Give the data again exactly, from its opening line through the line in which "to build certificate" appears.

Stored records

○ ○ ○ ○ ○ ○ ○

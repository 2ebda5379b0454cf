use axum::{Router, routing::get};
use std::sync::Arc;
use std::time::Duration;
use tower_http::services::ServeDir;
use tower_http::trace::TraceLayer;
use tracing_subscriber::{layer::SubscriberExt, util::SubscriberInitExt};
use vitae_model::{ContentRepository, InMemoryRepository};
use vitae_pipeline::{CertificateFetcher, CvAssembler};
use vitae_resource::ResourceLocator;
use vitae_server::{api, config::Config, pages::PageRenderer, state::AppState};

#[tokio::main]
async fn main() -> anyhow::Result<()> {
    init_tracing();

    tracing::info!("Starting portfolio service...");

    let config = Config::load()?;
    tracing::info!("Configuration loaded");

    let repository = InMemoryRepository::from_json_file(&config.content.data_file)
        .map_err(|e| anyhow::anyhow!("failed to load {:?}: {}", config.content.data_file, e))?;
    let repository: Arc<dyn ContentRepository> = Arc::new(repository);
    tracing::info!("Content loaded from {}", config.content.data_file.display());

    let resolver = ResourceLocator::new(
        config.media.url.clone(),
        config.media.root.clone(),
        config.media.static_url.clone(),
        config.media.static_root.clone(),
    )
    .with_static_search_paths(config.media.static_search_paths.clone());
    let fetcher = CertificateFetcher::new(
        config.media.root.clone(),
        Duration::from_secs(config.fetch.timeout_secs),
    )
    .map_err(|e| anyhow::anyhow!("failed to build certificate fetcher: {}", e))?;
    let assembler = CvAssembler::new(repository.clone(), fetcher, Box::new(resolver))
        .map_err(|e| anyhow::anyhow!("failed to build assembler: {}", e))?;
    tracing::info!("CV assembler initialized");

    let page_renderer = PageRenderer::new()?;
    let app_state = AppState::new(assembler, repository, page_renderer, config.clone());

    let app = build_router(app_state, &config);

    let addr = format!("{}:{}", config.server.host, config.server.port);
    let listener = tokio::net::TcpListener::bind(&addr).await?;

    tracing::info!("Portfolio service listening on {}", addr);
    tracing::info!("Endpoints:");
    tracing::info!("  - GET /              (home)");
    tracing::info!("  - GET /experiencia");
    tracing::info!("  - GET /educacion");
    tracing::info!("  - GET /reconocimientos");
    tracing::info!("  - GET /proyectos");
    tracing::info!("  - GET /venta");
    tracing::info!("  - GET /cv/pdf        (CV download)");
    tracing::info!("  - GET /health");

    axum::serve(listener, app).await?;

    Ok(())
}

fn build_router(state: AppState, config: &Config) -> Router {
    Router::new()
        .route("/", get(api::home_page))
        .route("/experiencia", get(api::experience_page))
        .route("/educacion", get(api::education_page))
        .route("/reconocimientos", get(api::recognitions_page))
        .route("/proyectos", get(api::projects_page))
        .route("/venta", get(api::sale_page))
        .route("/cv/pdf", get(api::download_cv))
        .route("/health", get(api::health_check))
        .nest_service(
            config.media.url.trim_end_matches('/'),
            ServeDir::new(&config.media.root),
        )
        .nest_service(
            config.media.static_url.trim_end_matches('/'),
            ServeDir::new(&config.media.static_root),
        )
        .layer(TraceLayer::new_for_http())
        .with_state(state)
}

fn init_tracing() {
    tracing_subscriber::registry()
        .with(
            tracing_subscriber::EnvFilter::try_from_default_env()
                .unwrap_or_else(|_| "info,vitae_server=debug".into()),
        )
        .with(tracing_subscriber::fmt::layer())
        .init();
}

○ ○ ○ ○ ○ ○ ○

• **Response**
repository 2ebda5379b0454cf
use axum::{Router, routing::get};
use std::sync::Arc;
use std::time::Duration;
use tower_http::services::ServeDir;
use tower_http::trace::TraceLayer;
use tracing_subscriber::{layer::SubscriberExt, util::SubscriberInitExt};
use vitae_model::{ContentRepository, InMemoryRepository};
use vitae_pipeline::{CertificateFetcher, CvAssembler};
use vitae_resource::ResourceLocator;
use vitae_server::{api, config::Config, pages::PageRenderer, state::AppState};

#[tokio::main]
async fn main() -> anyhow::Result<()> {
    init_tracing();

    tracing::info!("Starting portfolio service...");

    let config = Config::load()?;
    tracing::info!("Configuration loaded");

    let repository = InMemoryRepository::from_json_file(&config.content.data_file)
        .map_err(|e| anyhow::anyhow!("failed to load {:?}: {}", config.content.data_file, e))?;
    let repository: Arc<dyn ContentRepository> = Arc::new(repository);
    tracing::info!("Content loaded from {}", config.content.data_file.display());

    let resolver = ResourceLocator::new(
        config.media.url.clone(),
        config.media.root.clone(),
        config.media.static_url.clone(),
        config.media.static_root.clone(),
    )
    .with_static_search_paths(config.media.static_search_paths.clone());
    let fetcher = CertificateFetcher::new(
        config.media.root.clone(),
        Duration::from_secs(config.fetch.timeout_secs),
    )
    .map_err(|e| anyhow::anyhow!("failed to build certificate fetcher: {}", e))?;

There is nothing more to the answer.